In barley, the significant increase in Na+ and Cl− assimilation resulted in a reduction in K+, Ca2+, and NO3− assimilation, and it severely disrupted the ionic balance thereafter (Table 2 and Table 3). These observations are consistent with the findings of previous studies [3,8], which have indicated that elevated Na+ and Cl− concentrations significantly reduce the concentrations of K+, Ca2+, and NO3−. Consequently, in barley plants grown under saline conditions, a disruption of ionic balance promoted notable reductions in the Ca2+/Na+, K+/Na+, and NO3−/Cl− ratios of these plants (Table 2 and Table 3) compared with those of the control plants. However, previous studies have also reported that halophytes are able to reduce the concentrations of Na+ and Cl− in the xylem, thereby preventing the accumulation of Na+ and Cl− in leaves [3] and maintaining an ionic balance in metabolic tissues. In the present study, we found that the inhibition of Na+ assimilation and maintenance of the assimilations of K+ and Ca2+ in P. japonicum effectively prevented an ionic imbalance in leaves, and consequently, we observed higher K+/Na+ and Ca2+/Na+ ratios than in barley (Table 2). Thus, the significantly higher K+/Na+ and Ca2+/Na+ ratios (Table 2) in P. japonicum indicate a more efficient cation homeostasis in this plant compared with that in barley.

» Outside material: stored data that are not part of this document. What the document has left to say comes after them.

//! Project draft: everything the user entered plus every payload the collaborators returned
//! for one verification attempt.

pub mod floors;
pub mod types;

pub use floors::{FloorLevel, FloorNumber, RangeKind, HIGHEST_FLOOR, LOWEST_BASEMENT};
pub use types::{
    DocumentKind, DocumentSelection, Documents, FileRef, RejectedFile, RejectionReason,
    SecondaryUse, UseType, PDF_MIME_TYPE,
};

use chrono::{DateTime, Utc};
use serde::{Deserialize, Serialize};
use std::collections::BTreeSet;
use thiserror::Error;
use tracing::debug;

use crate::backend::types::{
    AnalysisResults, ClassificationResult, FinalChecklist, FinalReport, NormativeApplication,
};

#[derive(Debug, Clone, PartialEq, Eq, Error)]
pub enum DraftError {
    #[error("Invalid {kind} range: {from}..={to}")]
    InvalidRange { kind: RangeKind, from: i32, to: i32 },
    #[error("No PDF files in the {kind} selection")]
    NoValidFiles { kind: DocumentKind },
    #[error("Secondary uses are disabled")]
    SecondaryUsesDisabled,
    #[error("Secondary use not declared: {0}")]
    UnknownSecondaryUse(UseType),
    #[error("No {kind} document at index {index}")]
    DocumentIndexOutOfRange { kind: DocumentKind, index: usize },
    #[error("Job id already assigned: {existing}")]
    JobAlreadyAssigned { existing: String },
    #[error("Restored draft violates its invariants")]
    InconsistentDraft,
}

/// Summary kept once an ambiguity-resolution session completes.
#[derive(Debug, Clone, PartialEq, Eq, Serialize, Deserialize)]
pub struct ResolutionOutcome {
    pub session_id: String,
    pub ambiguities_resolved: u32,
    pub completed_at: DateTime<Utc>,
}

#[derive(Debug, Clone, Default, PartialEq, Serialize, Deserialize)]
pub struct ProjectDraft {
    is_existing_building: bool,
    primary_use: Option<UseType>,
    has_secondary_uses: bool,
    secondary_uses: Vec<SecondaryUse>,
    documents: Documents,
    job_id: Option<String>,
    classification: Option<ClassificationResult>,
    normative_application: Option<NormativeApplication>,
    analysis_results: Option<AnalysisResults>,
    resolution: Option<ResolutionOutcome>,
    final_checklist: Option<FinalChecklist>,
    final_report: Option<FinalReport>,
    /// Bumped on every reset so in-flight responses can tell they belong to an older attempt.
    #[serde(skip)]
    generation: u64,
}

impl ProjectDraft {
    pub fn new() -> Self {
        Self::default()
    }

    pub fn is_existing_building(&self) -> bool {
        self.is_existing_building
    }

    pub fn primary_use(&self) -> Option<UseType> {
        self.primary_use
    }

    pub fn has_secondary_uses(&self) -> bool {
        self.has_secondary_uses
    }

    pub fn secondary_uses(&self) -> &[SecondaryUse] {
        &self.secondary_uses
    }

    pub fn secondary_use(&self, use_type: UseType) -> Option<&SecondaryUse> {
        self.secondary_uses.iter().find(|u| u.use_type == use_type)
    }

    pub fn documents(&self) -> &Documents {
        &self.documents
    }

    pub fn job_id(&self) -> Option<&str> {
        self.job_id.as_deref()
    }

    pub fn classification(&self) -> Option<&ClassificationResult> {
        self.classification.as_ref()
    }

    pub fn normative_application(&self) -> Option<&NormativeApplication> {
        self.normative_application.as_ref()
    }

    pub fn analysis_results(&self) -> Option<&AnalysisResults> {
        self.analysis_results.as_ref()
    }

    pub fn resolution(&self) -> Option<&ResolutionOutcome> {
        self.resolution.as_ref()
    }

    pub fn final_checklist(&self) -> Option<&FinalChecklist> {
        self.final_checklist.as_ref()
    }

    pub fn final_report(&self) -> Option<&FinalReport> {
        self.final_report.as_ref()
    }

    pub fn generation(&self) -> u64 {
        self.generation
    }

    pub fn set_building_type(&mut self, is_existing_building: bool) {
        self.is_existing_building = is_existing_building;
    }

    pub fn set_primary_use(&mut self, use_type: Option<UseType>) {
        self.primary_use = use_type;
    }

    pub fn set_secondary_uses_enabled(&mut self, enabled: bool) {
        self.has_secondary_uses = enabled;
        if !enabled {
            self.secondary_uses.clear();
        }
        debug_assert!(self.invariants_hold());
    }

    /// Declare a secondary use. Adding one that is already declared leaves the list alone.
    pub fn add_secondary_use(&mut self, use_type: UseType) -> Result<(), DraftError> {
        if !self.has_secondary_uses {
            return Err(DraftError::SecondaryUsesDisabled);
        }
        if self.secondary_use(use_type).is_none() {
            self.secondary_uses.push(SecondaryUse::new(use_type));
        }
        Ok(())
    }

    pub fn remove_secondary_use(&mut self, use_type: UseType) -> Result<(), DraftError> {
        let index = self.secondary_use_index(use_type)?;
        self.secondary_uses.remove(index);
        Ok(())
    }

    pub fn set_floors_for_use(
        &mut self,
        use_type: UseType,
        floors: impl IntoIterator<Item = FloorLevel>,
    ) -> Result<(), DraftError> {
        let entry = self.secondary_use_mut(use_type)?;
        entry.floors = floors.into_iter().collect::<BTreeSet<_>>();
        Ok(())
    }

    /// Add every numbered floor of `from..=to`. On error the floors are left unchanged.
    pub fn add_floor_range(
        &mut self,
        use_type: UseType,
        kind: RangeKind,
        from: i32,
        to: i32,
    ) -> Result<(), DraftError> {
        let levels = kind
            .levels(from, to)
            .ok_or(DraftError::InvalidRange { kind, from, to })?;
        let entry = self.secondary_use_mut(use_type)?;
        entry.floors.extend(levels);
        debug!(use_type = %use_type, %kind, from, to, "Added floor range");
        Ok(())
    }

    pub fn add_special_floor(&mut self, use_type: UseType, level: FloorLevel) -> Result<(), DraftError> {
        self.secondary_use_mut(use_type)?.floors.insert(level);
        Ok(())
    }

    pub fn remove_floor(&mut self, use_type: UseType, level: FloorLevel) -> Result<(), DraftError> {
        self.secondary_use_mut(use_type)?.floors.remove(&level);
        Ok(())
    }

    /// Replace the files of one document slot with the PDFs of `files`.
    ///
    /// Non-PDF entries are rejected one by one; the memoria slot keeps only the first PDF.
    /// When nothing is accepted the previous selection stays in place.
    pub fn set_documents(
        &mut self,
        kind: DocumentKind,
        files: Vec<FileRef>,
    ) -> Result<DocumentSelection, DraftError> {
        let mut selection = DocumentSelection::default();
        let mut accepted = Vec::new();

        for file in files {
            if !file.is_pdf() {
                selection.rejected.push(RejectedFile {
                    name: file.name,
                    reason: RejectionReason::NotPdf,
                });
            } else if kind == DocumentKind::Memoria && !accepted.is_empty() {
                selection.rejected.push(RejectedFile {
                    name: file.name,
                    reason: RejectionReason::SlotFull,
                });
            } else {
                selection.accepted.push(file.name.clone());
                accepted.push(file);
            }
        }

        if accepted.is_empty() {
            return Err(DraftError::NoValidFiles { kind });
        }

        *self.documents.get_mut(kind) = accepted;
        debug!(
            %kind,
            accepted = selection.accepted.len(),
            rejected = selection.rejected.len(),
            "Document selection applied"
        );
        Ok(selection)
    }

    pub fn remove_document(&mut self, kind: DocumentKind, index: usize) -> Result<FileRef, DraftError> {
        let slot = self.documents.get_mut(kind);
        if index >= slot.len() {
            return Err(DraftError::DocumentIndexOutOfRange { kind, index });
        }
        Ok(slot.remove(index))
    }

    /// Record the job created by start-verification. A job id is never replaced; a new
    /// verification goes through `reset`.
    pub fn assign_job_id(&mut self, job_id: impl Into<String>) -> Result<(), DraftError> {
        if let Some(existing) = &self.job_id {
            return Err(DraftError::JobAlreadyAssigned {
                existing: existing.clone(),
            });
        }
        self.job_id = Some(job_id.into());
        Ok(())
    }

    pub(crate) fn set_classification(&mut self, payload: ClassificationResult) {
        self.classification = Some(payload);
    }

    pub(crate) fn set_normative_application(&mut self, payload: NormativeApplication) {
        self.normative_application = Some(payload);
    }

    pub(crate) fn set_analysis_results(&mut self, payload: AnalysisResults) {
        self.analysis_results = Some(payload);
    }

    pub(crate) fn set_resolution(&mut self, outcome: ResolutionOutcome) {
        self.resolution = Some(outcome);
    }

    pub(crate) fn set_final_checklist(&mut self, payload: FinalChecklist) {
        self.final_checklist = Some(payload);
    }

    pub(crate) fn set_final_report(&mut self, payload: FinalReport) {
        self.final_report = Some(payload);
    }

    /// Back to an empty draft for a fresh verification.
    pub fn reset(&mut self) {
        let generation = self.generation.wrapping_add(1);
        *self = Self {
            generation,
            ..Self::default()
        };
    }

    /// Take over the content of a restored draft; the generation keeps counting up.
    pub(crate) fn restore_from(&mut self, mut other: ProjectDraft) -> Result<(), DraftError> {
        if !other.invariants_hold() {
            return Err(DraftError::InconsistentDraft);
        }
        other.generation = self.generation.wrapping_add(1);
        *self = other;
        Ok(())
    }

    pub fn invariants_hold(&self) -> bool {
        let secondary_ok = self.has_secondary_uses || self.secondary_uses.is_empty();
        let unique_uses = {
            let mut seen = BTreeSet::new();
            self.secondary_uses.iter().all(|u| seen.insert(u.use_type))
        };
        let memoria_ok = self.documents.memoria.len() <= 1;
        let pdf_only = self
            .documents
            .memoria
            .iter()
            .chain(self.documents.planos.iter())
            .all(FileRef::is_pdf);

        secondary_ok && unique_uses && memoria_ok && pdf_only
    }

    fn secondary_use_index(&self, use_type: UseType) -> Result<usize, DraftError> {
        self.secondary_uses
            .iter()
            .position(|u| u.use_type == use_type)
            .ok_or(DraftError::UnknownSecondaryUse(use_type))
    }

    fn secondary_use_mut(&mut self, use_type: UseType) -> Result<&mut SecondaryUse, DraftError> {
        let index = self.secondary_use_index(use_type)?;
        Ok(&mut self.secondary_uses[index])
    }
}
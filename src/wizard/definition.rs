// Data-driven step layout
//
// A definition is an ordered list of steps, each with the rule gating forward navigation
// out of it and an optional effect run when it is entered going forward.

use serde::{Deserialize, Serialize};
use thiserror::Error;

/// Completion rule checked before leaving a step forward.
#[derive(Debug, Clone, Copy, PartialEq, Eq, Hash, Serialize, Deserialize)]
#[serde(rename_all = "snake_case")]
pub enum StepRule {
    Always,
    PrimaryUseSelected,
    SecondaryUsesComplete,
    DocumentsPresent,
    AnalysisComplete,
    AmbiguitiesResolved,
}

/// Work the workflow performs when a step is entered going forward.
#[derive(Debug, Clone, Copy, PartialEq, Eq, Hash, Serialize, Deserialize)]
#[serde(rename_all = "snake_case")]
pub enum StepEffect {
    /// start-verification, classify, apply-normative, analyze
    RunAnalysis,
    StartAmbiguitySession,
    GenerateChecklist,
}

#[derive(Debug, Clone, PartialEq, Eq, Serialize, Deserialize)]
pub struct StepDefinition {
    pub title: String,
    pub rule: StepRule,
    #[serde(default, skip_serializing_if = "Option::is_none")]
    pub on_enter: Option<StepEffect>,
}

impl StepDefinition {
    pub fn new(title: &str, rule: StepRule, on_enter: Option<StepEffect>) -> Self {
        Self {
            title: title.to_string(),
            rule,
            on_enter,
        }
    }
}

#[derive(Debug, Clone, PartialEq, Eq, Error)]
pub enum DefinitionError {
    #[error("Workflow definition has no steps")]
    Empty,
    #[error("Effect {effect:?} appears more than once")]
    DuplicateEffect { effect: StepEffect },
    #[error("Effect {effect:?} on step {step} comes before the analysis step")]
    EffectBeforeAnalysis { effect: StepEffect, step: usize },
}

#[derive(Debug, Clone, PartialEq, Eq, Serialize, Deserialize)]
pub struct WorkflowDefinition {
    pub steps: Vec<StepDefinition>,
}

impl Default for WorkflowDefinition {
    fn default() -> Self {
        Self {
            steps: vec![
                StepDefinition::new("Tipo de edificio", StepRule::Always, None),
                StepDefinition::new("Uso principal", StepRule::PrimaryUseSelected, None),
                StepDefinition::new("Usos secundarios", StepRule::SecondaryUsesComplete, None),
                StepDefinition::new("Documentación", StepRule::DocumentsPresent, None),
                StepDefinition::new(
                    "Análisis",
                    StepRule::AnalysisComplete,
                    Some(StepEffect::RunAnalysis),
                ),
                StepDefinition::new(
                    "Resolución de ambigüedades",
                    StepRule::AmbiguitiesResolved,
                    Some(StepEffect::StartAmbiguitySession),
                ),
                StepDefinition::new(
                    "Checklist final",
                    StepRule::Always,
                    Some(StepEffect::GenerateChecklist),
                ),
            ],
        }
    }
}

impl WorkflowDefinition {
    pub fn max_steps(&self) -> usize {
        self.steps.len()
    }

    /// Step `n`, 1-based.
    pub fn step(&self, n: usize) -> Option<&StepDefinition> {
        n.checked_sub(1).and_then(|index| self.steps.get(index))
    }

    pub fn step_with_effect(&self, effect: StepEffect) -> Option<usize> {
        self.steps
            .iter()
            .position(|step| step.on_enter == Some(effect))
            .map(|index| index + 1)
    }

    pub fn validate(&self) -> Result<(), DefinitionError> {
        if self.steps.is_empty() {
            return Err(DefinitionError::Empty);
        }

        let mut seen = Vec::new();
        for step in &self.steps {
            if let Some(effect) = step.on_enter {
                if seen.contains(&effect) {
                    return Err(DefinitionError::DuplicateEffect { effect });
                }
                seen.push(effect);
            }
        }

        // Later effects read the analysis results
        if let Some(analysis_step) = self.step_with_effect(StepEffect::RunAnalysis) {
            for effect in [StepEffect::StartAmbiguitySession, StepEffect::GenerateChecklist] {
                if let Some(step) = self.step_with_effect(effect) {
                    if step < analysis_step {
                        return Err(DefinitionError::EffectBeforeAnalysis { effect, step });
                    }
                }
            }
        }

        Ok(())
    }
}

#[cfg(test)]
mod tests {
    use super::*;

    #[test]
    fn test_default_definition_has_seven_steps() {
        let definition = WorkflowDefinition::default();
        assert_eq!(definition.max_steps(), 7);
        assert!(definition.validate().is_ok());
        assert_eq!(definition.step_with_effect(StepEffect::RunAnalysis), Some(5));
        assert_eq!(definition.step_with_effect(StepEffect::StartAmbiguitySession), Some(6));
        assert_eq!(definition.step(7).map(|s| s.rule), Some(StepRule::Always));
        assert!(definition.step(0).is_none());
        assert!(definition.step(8).is_none());
    }

    #[test]
    fn test_definition_loads_from_toml() {
        let definition: WorkflowDefinition = toml::from_str(
            r#"
            [[steps]]
            title = "Uso principal"
            rule = "primary_use_selected"

            [[steps]]
            title = "Documentación"
            rule = "documents_present"

            [[steps]]
            title = "Análisis"
            rule = "analysis_complete"
            on_enter = "run_analysis"
            "#,
        )
        .unwrap();

        assert_eq!(definition.max_steps(), 3);
        assert_eq!(definition.step(3).unwrap().on_enter, Some(StepEffect::RunAnalysis));
        assert!(definition.validate().is_ok());
    }

    #[test]
    fn test_invalid_definitions_are_rejected() {
        assert_eq!(
            WorkflowDefinition { steps: vec![] }.validate(),
            Err(DefinitionError::Empty)
        );

        let checklist_first = WorkflowDefinition {
            steps: vec![
                StepDefinition::new("Checklist", StepRule::Always, Some(StepEffect::GenerateChecklist)),
                StepDefinition::new("Análisis", StepRule::AnalysisComplete, Some(StepEffect::RunAnalysis)),
            ],
        };
        assert!(matches!(
            checklist_first.validate(),
            Err(DefinitionError::EffectBeforeAnalysis { step: 1, .. })
        ));
    }
}
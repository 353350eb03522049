// Request/response contracts of the verification collaborators
//
// Responses are parsed into these structures at the boundary and checked with
// `ValidatePayload` before anything in the workflow reads them. Fields the core does not
// interpret are kept in `extra` so payloads survive a round trip untouched.

use serde::{Deserialize, Serialize};
use serde_json::{Map, Value};

use crate::draft::{Documents, FileRef, ProjectDraft, SecondaryUse, UseType};

/// Semantic checks applied once a response has been deserialized.
pub trait ValidatePayload {
    fn validate(&self) -> Result<(), String>;
}

/// Project metadata shared by most requests.
#[derive(Debug, Clone, PartialEq, Eq, Serialize, Deserialize)]
pub struct ProjectData {
    #[serde(default, skip_serializing_if = "Option::is_none")]
    pub project_id: Option<String>,
    pub is_existing_building: bool,
    pub primary_use: Option<UseType>,
    pub has_secondary_uses: bool,
    #[serde(default)]
    pub secondary_uses: Vec<SecondaryUse>,
    #[serde(default)]
    pub files: Vec<String>,
}

impl From<&ProjectDraft> for ProjectData {
    fn from(draft: &ProjectDraft) -> Self {
        Self {
            project_id: draft.job_id().map(str::to_string),
            is_existing_building: draft.is_existing_building(),
            primary_use: draft.primary_use(),
            has_secondary_uses: draft.has_secondary_uses(),
            secondary_uses: draft.secondary_uses().to_vec(),
            files: draft.documents().names(),
        }
    }
}

#[derive(Debug, Clone, PartialEq, Eq, Serialize, Deserialize)]
pub struct StartVerificationRequest {
    #[serde(flatten)]
    pub project: ProjectData,
}

#[derive(Debug, Clone, PartialEq, Serialize, Deserialize)]
pub struct StartVerificationResponse {
    pub job_id: String,
    #[serde(default)]
    pub status: String,
    #[serde(default)]
    pub message: String,
    #[serde(flatten)]
    pub extra: Map<String, Value>,
}

impl ValidatePayload for StartVerificationResponse {
    fn validate(&self) -> Result<(), String> {
        if self.job_id.trim().is_empty() {
            return Err("start verification response has an empty job_id".to_string());
        }
        Ok(())
    }
}

#[derive(Debug, Clone, PartialEq, Serialize)]
pub struct ClassifyRequest {
    pub job_id: String,
    pub project: ProjectData,
    pub memoria: Vec<FileRef>,
    pub planos: Vec<FileRef>,
}

#[derive(Debug, Clone, PartialEq, Serialize, Deserialize)]
pub struct FileClassification {
    #[serde(default)]
    pub document_type: Option<String>,
    pub confidence: f64,
    #[serde(flatten)]
    pub extra: Map<String, Value>,
}

#[derive(Debug, Clone, PartialEq, Serialize, Deserialize)]
pub struct ClassifiedFile {
    pub filename: String,
    pub classification: FileClassification,
    #[serde(flatten)]
    pub extra: Map<String, Value>,
}

#[derive(Debug, Clone, PartialEq, Serialize, Deserialize)]
pub struct ClassificationResult {
    #[serde(default)]
    pub memoria_files: Vec<ClassifiedFile>,
    #[serde(default)]
    pub plano_files: Vec<ClassifiedFile>,
    #[serde(flatten)]
    pub extra: Map<String, Value>,
}

#[derive(Debug, Clone, PartialEq, Serialize)]
pub struct ClassificationSummary {
    pub memoria_count: usize,
    pub plano_count: usize,
    pub average_confidence: f64,
    pub high_confidence_files: usize,
    pub low_confidence_files: usize,
}

impl ClassificationResult {
    pub fn files(&self) -> impl Iterator<Item = &ClassifiedFile> {
        self.memoria_files.iter().chain(self.plano_files.iter())
    }

    pub fn summary(&self) -> ClassificationSummary {
        let confidences: Vec<f64> = self.files().map(|f| f.classification.confidence).collect();
        let average_confidence = if confidences.is_empty() {
            0.0
        } else {
            confidences.iter().sum::<f64>() / confidences.len() as f64
        };

        ClassificationSummary {
            memoria_count: self.memoria_files.len(),
            plano_count: self.plano_files.len(),
            average_confidence,
            high_confidence_files: confidences.iter().filter(|c| **c > 0.8).count(),
            low_confidence_files: confidences.iter().filter(|c| **c < 0.6).count(),
        }
    }
}

impl ValidatePayload for ClassificationResult {
    fn validate(&self) -> Result<(), String> {
        for file in self.files() {
            let confidence = file.classification.confidence;
            if !(0.0..=1.0).contains(&confidence) {
                return Err(format!(
                    "classification confidence {confidence} for '{}' is outside [0, 1]",
                    file.filename
                ));
            }
        }
        Ok(())
    }
}

#[derive(Debug, Clone, PartialEq, Eq, Serialize, Deserialize)]
pub struct ApplyNormativeRequest {
    pub project_id: String,
    pub primary_use: UseType,
    pub secondary_uses: Vec<SecondaryUse>,
    pub is_existing_building: bool,
    pub document_names: Vec<String>,
}

#[derive(Debug, Clone, PartialEq, Serialize, Deserialize)]
pub struct NormativeApplication {
    pub applicable_documents: Vec<Value>,
    pub floor_assignments: Value,
    pub compliance_requirements: Value,
    #[serde(flatten)]
    pub extra: Map<String, Value>,
}

impl ValidatePayload for NormativeApplication {
    fn validate(&self) -> Result<(), String> {
        if !(self.floor_assignments.is_object() || self.floor_assignments.is_array()) {
            return Err("floor_assignments must be an object or a list".to_string());
        }
        Ok(())
    }
}

#[derive(Debug, Clone, PartialEq, Serialize)]
pub struct AnalyzeRequest {
    pub project_data: ProjectData,
    pub files: Documents,
}

#[derive(Debug, Clone, PartialEq, Serialize, Deserialize)]
pub struct Ambiguity {
    #[serde(default)]
    pub id: Option<String>,
    #[serde(default, rename = "type")]
    pub kind: Option<String>,
    #[serde(default)]
    pub severity: Option<String>,
    #[serde(default)]
    pub title: Option<String>,
    #[serde(default)]
    pub description: Option<String>,
    #[serde(flatten)]
    pub extra: Map<String, Value>,
}

#[derive(Debug, Clone, PartialEq, Serialize, Deserialize)]
pub struct AnalysisResults {
    pub documents_analyzed: u32,
    pub ambiguities_detected: u32,
    #[serde(default)]
    pub compliance_issues: u32,
    #[serde(default)]
    pub analysis_details: Vec<Value>,
    #[serde(default)]
    pub ambiguities: Vec<Ambiguity>,
    #[serde(flatten)]
    pub extra: Map<String, Value>,
}

impl AnalysisResults {
    pub fn has_ambiguities(&self) -> bool {
        self.ambiguities_detected > 0 || !self.ambiguities.is_empty()
    }
}

impl ValidatePayload for AnalysisResults {
    fn validate(&self) -> Result<(), String> {
        if (self.ambiguities.len() as u64) > u64::from(self.ambiguities_detected) {
            return Err(format!(
                "analysis lists {} ambiguities but reports {} detected",
                self.ambiguities.len(),
                self.ambiguities_detected
            ));
        }
        Ok(())
    }
}

#[derive(Debug, Clone, PartialEq, Serialize)]
pub struct ChatbotStartRequest {
    pub project_data: ProjectData,
    #[serde(skip_serializing_if = "Option::is_none")]
    pub session_id: Option<String>,
}

#[derive(Debug, Clone, Copy, PartialEq, Eq, Serialize, Deserialize)]
#[serde(rename_all = "lowercase")]
pub enum TurnType {
    Question,
    Clarification,
    Confirmation,
    Information,
    Error,
    Completion,
}

#[derive(Debug, Clone, PartialEq, Serialize, Deserialize)]
pub struct SuggestedAction {
    #[serde(alias = "text", alias = "title")]
    pub label: String,
    #[serde(default)]
    pub payload: Value,
}

#[derive(Debug, Clone, PartialEq, Serialize, Deserialize)]
pub struct ChatbotMessage {
    #[serde(default)]
    pub id: Option<String>,
    #[serde(default, rename = "type")]
    pub turn_type: Option<TurnType>,
    #[serde(default)]
    pub content: String,
    #[serde(default)]
    pub suggested_actions: Vec<SuggestedAction>,
    #[serde(default)]
    pub timestamp: Option<String>,
}

#[derive(Debug, Clone, PartialEq, Serialize, Deserialize)]
pub struct ChatbotStartResponse {
    pub session_id: String,
    #[serde(default)]
    pub project_id: Option<String>,
    #[serde(default)]
    pub state: String,
    pub ambiguities_count: u32,
    #[serde(default)]
    pub message: Option<ChatbotMessage>,
    #[serde(default)]
    pub requires_response: bool,
}

impl ValidatePayload for ChatbotStartResponse {
    fn validate(&self) -> Result<(), String> {
        if self.session_id.trim().is_empty() {
            return Err("chatbot start response has an empty session_id".to_string());
        }
        Ok(())
    }
}

#[derive(Debug, Clone, PartialEq, Serialize, Deserialize)]
pub struct ChatbotMessageRequest {
    pub session_id: String,
    pub message: String,
}

#[derive(Debug, Clone, Default, PartialEq, Serialize, Deserialize)]
pub struct SessionStatus {
    #[serde(default)]
    pub state: Option<String>,
    #[serde(default)]
    pub ambiguities_remaining: Option<u32>,
    #[serde(default)]
    pub ambiguities_resolved: Option<u32>,
    #[serde(flatten)]
    pub extra: Map<String, Value>,
}

#[derive(Debug, Clone, PartialEq, Serialize, Deserialize)]
pub struct ChatbotReply {
    #[serde(default)]
    pub message_id: Option<String>,
    #[serde(rename = "type")]
    pub turn_type: TurnType,
    pub content: String,
    #[serde(default)]
    pub suggested_actions: Vec<SuggestedAction>,
    #[serde(default)]
    pub requires_response: bool,
    #[serde(default)]
    pub session_status: Option<SessionStatus>,
}

impl ChatbotReply {
    pub fn is_completion(&self) -> bool {
        self.turn_type == TurnType::Completion
    }
}

impl ValidatePayload for ChatbotReply {
    fn validate(&self) -> Result<(), String> {
        if self.content.trim().is_empty() && !self.is_completion() {
            return Err("chatbot reply has no content".to_string());
        }
        Ok(())
    }
}

#[derive(Debug, Clone, PartialEq, Serialize)]
pub struct ChecklistRequest {
    pub project_data: ProjectData,
    pub normative_application: Option<NormativeApplication>,
    pub compliance_results: Option<AnalysisResults>,
}

#[derive(Debug, Clone, PartialEq, Serialize, Deserialize)]
pub struct ChecklistCategory {
    #[serde(default)]
    pub id: Option<String>,
    pub name: String,
    #[serde(default)]
    pub completion_percentage: f64,
    #[serde(default)]
    pub total_items: u32,
    #[serde(default)]
    pub completed_items: u32,
    #[serde(default)]
    pub items: Vec<Value>,
    #[serde(flatten)]
    pub extra: Map<String, Value>,
}

#[derive(Debug, Clone, PartialEq, Serialize, Deserialize)]
pub struct FinalChecklist {
    pub overall_completion: f64,
    pub completed_items: u32,
    pub total_items: u32,
    pub critical_items: u32,
    #[serde(default)]
    pub categories: Vec<ChecklistCategory>,
    #[serde(flatten)]
    pub extra: Map<String, Value>,
}

impl ValidatePayload for FinalChecklist {
    fn validate(&self) -> Result<(), String> {
        if self.completed_items > self.total_items {
            return Err(format!(
                "checklist reports {} completed of {} items",
                self.completed_items, self.total_items
            ));
        }
        if !(0.0..=100.0).contains(&self.overall_completion) {
            return Err(format!(
                "overall completion {} is outside [0, 100]",
                self.overall_completion
            ));
        }
        Ok(())
    }
}

#[derive(Debug, Clone, PartialEq, Serialize)]
pub struct ReportRequest {
    pub project_data: ProjectData,
    pub normative_application: Option<NormativeApplication>,
    pub compliance_results: Option<AnalysisResults>,
    pub checklist_data: Option<FinalChecklist>,
}

/// Rendered report document; the core never looks inside.
#[derive(Debug, Clone, PartialEq, Serialize, Deserialize)]
#[serde(transparent)]
pub struct FinalReport(pub Value);

impl ValidatePayload for FinalReport {
    fn validate(&self) -> Result<(), String> {
        if !self.0.is_object() {
            return Err("report payload must be a JSON object".to_string());
        }
        Ok(())
    }
}

/// Downloadable export keyed by job.
#[derive(Debug, Clone, PartialEq, Eq)]
pub struct ExportPayload {
    pub job_id: String,
    pub content_type: String,
    pub body: Vec<u8>,
}

impl ValidatePayload for ExportPayload {
    fn validate(&self) -> Result<(), String> {
        if self.body.is_empty() {
            return Err(format!("export for job {} is empty", self.job_id));
        }
        Ok(())
    }
}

Moreover, reductions K+, Ca2+, and NO3− concentrations are of key importance with respect to salt sensitivity [3,8], which is manifested in reduced plant growth. In the present study, we observed positive linear relationships between the concentrations of K+ and Ca2+ (Figure 4B,C) and ratios of K+/Na+, Ca2+/Na+, and NO3−/Cl− (Figure 5A–C) and dry leaf weights in barley leaf tissues. These correlations clearly indicate the injurious effect of lower K+ and Ca2+ concentrations on leaf dry matter production in barley. In contrast, we found that the corresponding correlation coefficients for these relationships in P. japonicum were not significant (Figure 4G–J and Figure 5D–F). The lack of any prominent relationships between the concentration of Ca2+ or K+ and dry weight highlight the limited or negligible effects of these ions on leaf growth in P. japonicum. In this regard, the findings of a previous study have indicated that dicotyledonous halophytes grow optimally at NaCl concentrations in the range between 50 and 250 mM, whereas monocotyledonous halophytes generally show optimal growth at concentrations of less than 50 mM NaCl [9], thereby indicating that dicotyledonous halophytes tend to be more salinity tolerant than monocotyledonous halophytes. Consistently, in the present study, we observed that P. japonicum was able to maintain leaf dry weights when exposed to salinities of up to 75 mM NaCl, whereas in contrast, a significant reduction of leaf dry weight was observed in barley, even in plants treated with 50 mM NaCl, thereby indicating that P. japonicum is more salinity tolerant than barley and that this tolerance may be attributable to slight reductions in the concentrations of K+ and Ca2+ in the leaves of P. japonicum.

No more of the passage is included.